Even with all the problems, all the hell he put them through, Alan was still their favorite son. That’s just my opinion, of course. My mom will totally disagree. Every time I see her she says, “Terry, you’re my number-one son.” I don’t want to seem mean or anything, but there are times when I’ll be sitting there with my mom for an hour, watching TV, and she’ll want some water and she’ll still say, “Alan, get me some water.” She doesn’t even know she does it, and I don’t ever feel the need to correct her.

“Okay, Mom.”

My dad was the same way. It was always “Alan this, and Alan that.” I never had anything against it. I just knew that Alan was his favorite, too. As a younger brother you can just tell.

Even right before my dad passed away, whenever he would talk to me he would always start with “Alan—I mean, Terry.” So I knew this news was gonna crush them. Not to mention those three kids who now had lost both of their parents in the course of six months. Even though they hadn’t lived with Alan since they were little, can you imagine the pain they must’ve gone through, knowing that the possibility of ever seeing their father again was gone?

I quit using cocaine right then and there. After seeing what drugs could do to a person, and do to an entire family like that? I was done. Smoking pot was one thing, and drinking beer was another, but I was done with any kind of hard-core drugs. There was no way I would ever meet an end like Alan’s.

As for how his death made me feel? My emotions? I guess I didn’t really have any.

Emotions were one of the things I didn’t have time for back then.

Comfortably Numb

 

I don’t know how to explain this really, ’cause I’ve never really talked about it before, but the weirdest thing about wrestling was how numb it kept me.

I worked so much, and worked so hard, there just wasn’t any time for personal feelings.

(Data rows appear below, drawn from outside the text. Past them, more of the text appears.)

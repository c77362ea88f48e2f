use thiserror::Error;

/// 应用程序错误类型
#[derive(Debug, Error)]
pub enum AppError {
    /// 文件操作错误
    #[error("文件错误: {0}")]
    File(#[from] FileError),
    /// LLM 服务错误
    #[error("LLM错误: {0}")]
    Llm(#[from] LlmError),
    /// 配置错误
    #[error("配置错误: {0}")]
    Config(#[from] ConfigError),
    /// 其他错误（用于包装第三方库错误）
    #[error("错误: {0}")]
    Other(String),
}

/// 文件操作错误
#[derive(Debug, Error)]
pub enum FileError {
    /// 文件不存在
    #[error("文件不存在: {path}")]
    NotFound { path: String },
    /// 读取文件失败
    #[error("读取文件失败 ({path}): {source}")]
    ReadFailed {
        path: String,
        #[source]
        source: Box<dyn std::error::Error + Send + Sync>,
    },
    /// 写入文件失败
    #[error("写入文件失败 ({path}): {source}")]
    WriteFailed {
        path: String,
        #[source]
        source: Box<dyn std::error::Error + Send + Sync>,
    },
    /// TOML 解析失败
    #[error("TOML解析失败 ({path}): {source}")]
    TomlParseFailed {
        path: String,
        #[source]
        source: Box<dyn std::error::Error + Send + Sync>,
    },
}

/// LLM 服务错误
#[derive(Debug, Error)]
pub enum LlmError {
    /// 构建请求失败
    #[error("构建 LLM 请求失败 (模型: {model}): {message}")]
    RequestBuildFailed { model: String, message: String },
    /// 返回内容为空
    #[error("LLM返回内容为空 (模型: {model})")]
    EmptyContent { model: String },
}

/// 配置错误
#[derive(Debug, Error)]
pub enum ConfigError {
    /// 环境变量解析失败
    #[error("环境变量 {var_name} 解析失败: 值 '{value}' 无法转换为 {expected_type}")]
    EnvVarParseFailed {
        var_name: String,
        value: String,
        expected_type: String,
    },
    /// 配置值不合法
    #[error("配置项 {field} 不合法: {reason}")]
    InvalidValue { field: String, reason: String },
}

// ========== 从常见错误类型转换 ==========

impl From<serde_json::Error> for AppError {
    fn from(err: serde_json::Error) -> Self {
        AppError::Other(format!("JSON 处理失败: {}", err))
    }
}

impl From<std::io::Error> for AppError {
    fn from(err: std::io::Error) -> Self {
        AppError::File(FileError::ReadFailed {
            path: String::new(),
            source: Box::new(err),
        })
    }
}

// ========== 便捷构造函数 ==========

impl AppError {
    /// 创建文件读取错误
    pub fn file_read_failed(
        path: impl Into<String>,
        source: impl std::error::Error + Send + Sync + 'static,
    ) -> Self {
        AppError::File(FileError::ReadFailed {
            path: path.into(),
            source: Box::new(source),
        })
    }

    /// 创建文件写入错误
    pub fn file_write_failed(
        path: impl Into<String>,
        source: impl std::error::Error + Send + Sync + 'static,
    ) -> Self {
        AppError::File(FileError::WriteFailed {
            path: path.into(),
            source: Box::new(source),
        })
    }

    /// 创建 TOML 解析错误
    pub fn toml_parse_failed(
        path: impl Into<String>,
        source: impl std::error::Error + Send + Sync + 'static,
    ) -> Self {
        AppError::File(FileError::TomlParseFailed {
            path: path.into(),
            source: Box::new(source),
        })
    }

    /// 创建 LLM 请求构建错误
    pub fn llm_request_failed(model: impl Into<String>, message: impl Into<String>) -> Self {
        AppError::Llm(LlmError::RequestBuildFailed {
            model: model.into(),
            message: message.into(),
        })
    }

    /// 创建配置值错误
    pub fn invalid_config(field: impl Into<String>, reason: impl Into<String>) -> Self {
        AppError::Config(ConfigError::InvalidValue {
            field: field.into(),
            reason: reason.into(),
        })
    }
}

// ========== Result 类型别名 ==========

/// 应用程序结果类型
pub type AppResult<T> = Result<T, AppError>;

In those days, there was no Rock. There was no Stone Cold Steve Austin. When this thing took off, I was the main event seven days a week—twice on Saturdays and twice on Wednesdays—and never at the same venue. Even on those double-match days, I would hit the Philadelphia Spectrum for a 1:00 p.m. match and then wrestle up at the Boston Garden that very same night, or wherever.

And it never stopped.

I got on planes an average of three hundred days a year.

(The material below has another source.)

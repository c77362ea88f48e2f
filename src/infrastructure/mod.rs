pub mod throttle;

pub use throttle::Throttle;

I’d hear flight attendants on the old Eastern Airlines complaining endlessly, “Oh, they’ve kept me running for nine days straight.” And I’m sittin’ there thinking,
I’ve been going for ninety-one days and I haven’t had a day off yet!

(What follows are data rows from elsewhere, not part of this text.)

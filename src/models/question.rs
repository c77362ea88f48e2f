use serde::{Deserialize, Serialize};

/// 单个待回答的问题
///
/// `index` 是问题在批次中的位置，答案必须按同一位置返回。
#[derive(Debug, Clone, PartialEq, Eq)]
pub struct Question {
    pub index: usize,
    pub text: String,
}

impl Question {
    pub fn new(index: usize, text: impl Into<String>) -> Self {
        Self {
            index,
            text: text.into(),
        }
    }

    /// 将有序的问题文本列表转换为带索引的问题
    pub fn from_texts<I, S>(texts: I) -> Vec<Question>
    where
        I: IntoIterator<Item = S>,
        S: Into<String>,
    {
        texts
            .into_iter()
            .enumerate()
            .map(|(index, text)| Question::new(index, text))
            .collect()
    }
}

/// 单个问题的最终答案（成功文本或错误标记）
#[derive(Debug, Clone, PartialEq, Eq)]
pub struct Answer {
    pub index: usize,
    pub text: String,
    pub is_error: bool,
}

impl Answer {
    pub fn success(index: usize, text: impl Into<String>) -> Self {
        Self {
            index,
            text: text.into(),
            is_error: false,
        }
    }

    pub fn error(index: usize, text: impl Into<String>) -> Self {
        Self {
            index,
            text: text.into(),
            is_error: true,
        }
    }
}

/// 批量问答请求
#[derive(Debug, Clone, Serialize, Deserialize)]
pub struct BatchRequest {
    /// 文档引用（URL 等），对调度器不透明
    pub documents: String,
    #[serde(default)]
    pub questions: Vec<String>,
}

/// 批量问答响应，`answers[i]` 对应 `questions[i]`
#[derive(Debug, Clone, Default, Serialize, Deserialize)]
pub struct BatchResponse {
    pub answers: Vec<String>,
}

impl From<Vec<Answer>> for BatchResponse {
    fn from(answers: Vec<Answer>) -> Self {
        Self {
            answers: answers.into_iter().map(|a| a.text).collect(),
        }
    }
}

To really blow your mind, think about this: If I say I wrestled four hundred days a year, it’s no exaggeration. My years were actually longer than 365 days.

The American audience had no idea that I was wrestling in Japan during the whole Hulkamania thing. There were times when I’d fly back and forth to Japan twice in a week just to wrestle. I used to complain about driving nine hours between matches in the Memphis territory. Now it was nothing to wrestle in Madison Square Garden one day, then fly all the way to the Egg Dome in Tokyo on the same day, ’cause you’d gain fourteen hours, and then fly back to the West Coast and hit San Francisco or L.A. before getting right back on a plane to fly to Narita International Airport before jumping on another plane to fly back to Boston.

So I could wrestle in Japan today and then fly back across the international date line and land in another town
yesterday
. I was constantly adding days to my years!

The thing was, in my mind, I couldn’t slow down. Just like when I was working for peanuts back in Memphis, this job still had no security. There was no retirement plan or medical benefits. More than that, I was the top of the food chain, and every wrestler coming up wanted to dethrone the king. If I broke my leg tonight in Madison Square Garden, not only would I be left to tend to it at my own expense—and simply be out of a job until I could get myself back in the ring—but someone would try to replace me as America’s big hero the next day.